§ What is required
The answer must consist of every line from the entries below that contains the word "exchange".

§ Excerpted records
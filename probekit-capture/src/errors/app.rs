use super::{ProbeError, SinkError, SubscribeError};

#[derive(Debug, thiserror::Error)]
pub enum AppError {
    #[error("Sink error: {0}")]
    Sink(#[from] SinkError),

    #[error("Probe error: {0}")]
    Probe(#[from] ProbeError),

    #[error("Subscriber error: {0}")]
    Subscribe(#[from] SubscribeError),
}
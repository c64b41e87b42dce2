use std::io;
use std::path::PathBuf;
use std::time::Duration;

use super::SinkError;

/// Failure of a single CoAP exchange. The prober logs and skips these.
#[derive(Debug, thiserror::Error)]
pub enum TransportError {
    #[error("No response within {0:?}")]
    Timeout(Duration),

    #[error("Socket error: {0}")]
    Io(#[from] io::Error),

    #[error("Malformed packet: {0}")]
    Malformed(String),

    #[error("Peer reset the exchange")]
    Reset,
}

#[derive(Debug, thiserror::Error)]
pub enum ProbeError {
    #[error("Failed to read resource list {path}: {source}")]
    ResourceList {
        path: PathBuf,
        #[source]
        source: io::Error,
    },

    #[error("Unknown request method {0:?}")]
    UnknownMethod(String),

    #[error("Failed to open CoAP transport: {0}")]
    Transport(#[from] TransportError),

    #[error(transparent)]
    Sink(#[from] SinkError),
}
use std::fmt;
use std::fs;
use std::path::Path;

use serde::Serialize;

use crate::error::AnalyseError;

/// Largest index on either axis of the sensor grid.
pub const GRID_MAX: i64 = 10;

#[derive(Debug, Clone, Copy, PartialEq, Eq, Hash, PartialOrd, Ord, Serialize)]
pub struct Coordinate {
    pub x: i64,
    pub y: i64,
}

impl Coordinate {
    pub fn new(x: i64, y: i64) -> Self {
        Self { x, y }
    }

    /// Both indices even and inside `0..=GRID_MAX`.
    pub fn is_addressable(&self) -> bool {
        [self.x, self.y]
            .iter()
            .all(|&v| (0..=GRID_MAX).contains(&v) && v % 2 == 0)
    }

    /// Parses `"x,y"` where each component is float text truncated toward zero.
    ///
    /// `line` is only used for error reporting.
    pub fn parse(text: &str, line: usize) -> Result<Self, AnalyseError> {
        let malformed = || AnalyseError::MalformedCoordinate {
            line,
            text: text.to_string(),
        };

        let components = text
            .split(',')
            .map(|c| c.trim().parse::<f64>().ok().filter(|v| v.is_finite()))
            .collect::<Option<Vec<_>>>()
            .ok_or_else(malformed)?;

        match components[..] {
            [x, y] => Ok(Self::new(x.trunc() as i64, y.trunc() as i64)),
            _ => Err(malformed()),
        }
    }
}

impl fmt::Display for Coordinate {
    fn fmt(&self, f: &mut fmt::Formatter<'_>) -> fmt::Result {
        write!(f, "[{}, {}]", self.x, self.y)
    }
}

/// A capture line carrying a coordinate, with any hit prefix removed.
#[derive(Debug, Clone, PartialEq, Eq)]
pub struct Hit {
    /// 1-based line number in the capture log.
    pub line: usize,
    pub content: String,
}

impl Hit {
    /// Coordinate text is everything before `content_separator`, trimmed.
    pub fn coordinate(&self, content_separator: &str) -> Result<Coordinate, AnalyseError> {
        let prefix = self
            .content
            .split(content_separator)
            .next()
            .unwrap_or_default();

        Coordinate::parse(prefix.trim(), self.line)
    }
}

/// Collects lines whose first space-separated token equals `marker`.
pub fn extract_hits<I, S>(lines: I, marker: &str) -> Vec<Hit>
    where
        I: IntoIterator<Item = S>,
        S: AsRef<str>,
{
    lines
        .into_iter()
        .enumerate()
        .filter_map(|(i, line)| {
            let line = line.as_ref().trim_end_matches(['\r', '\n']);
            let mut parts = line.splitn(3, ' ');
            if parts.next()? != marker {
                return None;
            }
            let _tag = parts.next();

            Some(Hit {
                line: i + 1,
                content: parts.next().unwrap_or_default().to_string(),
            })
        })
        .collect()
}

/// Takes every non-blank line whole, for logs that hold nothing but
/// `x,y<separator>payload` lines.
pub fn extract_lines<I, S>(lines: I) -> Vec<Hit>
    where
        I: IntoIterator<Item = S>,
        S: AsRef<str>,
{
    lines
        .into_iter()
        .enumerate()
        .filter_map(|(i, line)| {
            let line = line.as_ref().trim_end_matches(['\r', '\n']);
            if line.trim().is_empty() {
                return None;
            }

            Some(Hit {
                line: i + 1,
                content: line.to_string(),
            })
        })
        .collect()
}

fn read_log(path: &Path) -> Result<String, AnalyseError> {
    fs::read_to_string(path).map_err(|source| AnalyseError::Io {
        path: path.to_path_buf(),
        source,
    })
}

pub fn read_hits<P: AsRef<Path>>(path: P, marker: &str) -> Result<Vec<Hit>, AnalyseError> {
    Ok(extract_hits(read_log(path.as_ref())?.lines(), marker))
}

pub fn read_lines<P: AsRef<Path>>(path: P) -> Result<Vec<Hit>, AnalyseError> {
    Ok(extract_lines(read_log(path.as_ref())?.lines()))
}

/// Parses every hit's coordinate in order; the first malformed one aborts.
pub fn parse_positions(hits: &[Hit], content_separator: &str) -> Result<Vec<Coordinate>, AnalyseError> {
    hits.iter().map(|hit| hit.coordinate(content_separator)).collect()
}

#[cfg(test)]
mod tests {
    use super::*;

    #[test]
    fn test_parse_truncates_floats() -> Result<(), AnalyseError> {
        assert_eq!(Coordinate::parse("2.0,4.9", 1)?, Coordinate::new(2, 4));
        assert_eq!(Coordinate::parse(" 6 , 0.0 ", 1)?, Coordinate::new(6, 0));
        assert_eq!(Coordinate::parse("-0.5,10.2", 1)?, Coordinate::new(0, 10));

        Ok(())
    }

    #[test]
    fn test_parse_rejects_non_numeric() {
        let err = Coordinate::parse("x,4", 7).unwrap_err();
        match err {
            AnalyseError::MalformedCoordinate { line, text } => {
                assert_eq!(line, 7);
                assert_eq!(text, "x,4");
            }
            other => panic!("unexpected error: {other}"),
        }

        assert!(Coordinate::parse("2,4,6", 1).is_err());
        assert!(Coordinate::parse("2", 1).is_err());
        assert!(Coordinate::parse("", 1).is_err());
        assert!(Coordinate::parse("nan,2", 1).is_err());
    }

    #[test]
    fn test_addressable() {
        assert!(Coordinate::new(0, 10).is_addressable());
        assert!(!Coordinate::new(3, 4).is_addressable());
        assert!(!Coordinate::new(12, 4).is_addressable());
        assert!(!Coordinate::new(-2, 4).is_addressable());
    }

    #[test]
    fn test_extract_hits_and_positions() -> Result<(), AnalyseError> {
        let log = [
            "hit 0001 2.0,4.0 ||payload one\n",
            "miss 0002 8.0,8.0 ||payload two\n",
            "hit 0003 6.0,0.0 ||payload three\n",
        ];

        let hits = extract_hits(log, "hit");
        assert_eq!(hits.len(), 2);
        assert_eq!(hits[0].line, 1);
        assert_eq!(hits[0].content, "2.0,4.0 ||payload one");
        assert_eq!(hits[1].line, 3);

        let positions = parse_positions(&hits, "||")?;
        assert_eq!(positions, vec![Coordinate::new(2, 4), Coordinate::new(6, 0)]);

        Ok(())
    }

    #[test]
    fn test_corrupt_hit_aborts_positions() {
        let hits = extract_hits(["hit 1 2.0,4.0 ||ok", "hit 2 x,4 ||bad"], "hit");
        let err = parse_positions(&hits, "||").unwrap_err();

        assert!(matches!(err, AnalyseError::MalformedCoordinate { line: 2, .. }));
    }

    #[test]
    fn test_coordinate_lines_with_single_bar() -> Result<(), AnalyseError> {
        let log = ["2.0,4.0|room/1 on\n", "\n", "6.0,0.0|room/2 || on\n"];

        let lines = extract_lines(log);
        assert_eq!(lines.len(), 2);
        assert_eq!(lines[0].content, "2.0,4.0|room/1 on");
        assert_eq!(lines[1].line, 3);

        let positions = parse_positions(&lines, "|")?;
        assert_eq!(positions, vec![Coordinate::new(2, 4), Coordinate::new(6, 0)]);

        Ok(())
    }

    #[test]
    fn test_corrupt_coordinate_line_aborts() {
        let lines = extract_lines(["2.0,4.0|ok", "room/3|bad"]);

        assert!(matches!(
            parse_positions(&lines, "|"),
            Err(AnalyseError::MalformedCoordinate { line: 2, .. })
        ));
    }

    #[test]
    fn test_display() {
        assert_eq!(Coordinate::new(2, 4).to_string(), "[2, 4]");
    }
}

§ Response to this exercise
/// Failure of a single CoAP exchange. The prober logs and skips these.
    #[error("Peer reset the exchange")]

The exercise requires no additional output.